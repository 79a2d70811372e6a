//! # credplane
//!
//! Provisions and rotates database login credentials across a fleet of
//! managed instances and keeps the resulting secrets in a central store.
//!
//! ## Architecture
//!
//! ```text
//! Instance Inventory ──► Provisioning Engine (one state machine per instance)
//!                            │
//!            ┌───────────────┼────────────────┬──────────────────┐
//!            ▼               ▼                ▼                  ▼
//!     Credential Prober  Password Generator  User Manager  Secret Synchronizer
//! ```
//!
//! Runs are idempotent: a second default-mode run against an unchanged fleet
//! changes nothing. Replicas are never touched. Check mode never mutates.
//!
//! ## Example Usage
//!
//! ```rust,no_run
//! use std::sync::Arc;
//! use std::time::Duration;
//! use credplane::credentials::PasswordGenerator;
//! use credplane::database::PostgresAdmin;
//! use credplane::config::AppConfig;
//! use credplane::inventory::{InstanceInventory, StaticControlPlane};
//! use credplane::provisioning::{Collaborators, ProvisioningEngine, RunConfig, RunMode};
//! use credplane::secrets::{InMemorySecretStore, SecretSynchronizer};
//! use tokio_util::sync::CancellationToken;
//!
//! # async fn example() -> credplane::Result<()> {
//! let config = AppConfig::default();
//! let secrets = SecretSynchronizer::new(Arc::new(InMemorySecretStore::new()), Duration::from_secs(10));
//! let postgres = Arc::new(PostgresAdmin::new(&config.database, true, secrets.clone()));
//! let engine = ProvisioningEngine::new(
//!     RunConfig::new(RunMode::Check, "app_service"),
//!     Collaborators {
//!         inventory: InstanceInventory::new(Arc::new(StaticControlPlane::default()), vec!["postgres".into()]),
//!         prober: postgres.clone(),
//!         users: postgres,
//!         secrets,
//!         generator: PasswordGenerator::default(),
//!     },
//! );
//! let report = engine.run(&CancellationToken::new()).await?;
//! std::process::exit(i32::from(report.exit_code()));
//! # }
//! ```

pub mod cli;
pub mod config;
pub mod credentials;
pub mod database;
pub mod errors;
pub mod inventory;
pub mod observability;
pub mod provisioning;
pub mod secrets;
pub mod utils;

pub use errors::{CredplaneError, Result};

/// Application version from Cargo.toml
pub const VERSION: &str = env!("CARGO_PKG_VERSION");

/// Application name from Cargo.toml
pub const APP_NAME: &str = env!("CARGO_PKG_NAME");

══════════

**Task statement**: Search the entries for the word "credentials" and gather every line where it appears.

**Response to this exercise**:
//! Provisions and rotates database login credentials across a fleet of
//! use credplane::credentials::PasswordGenerator;
pub mod credentials;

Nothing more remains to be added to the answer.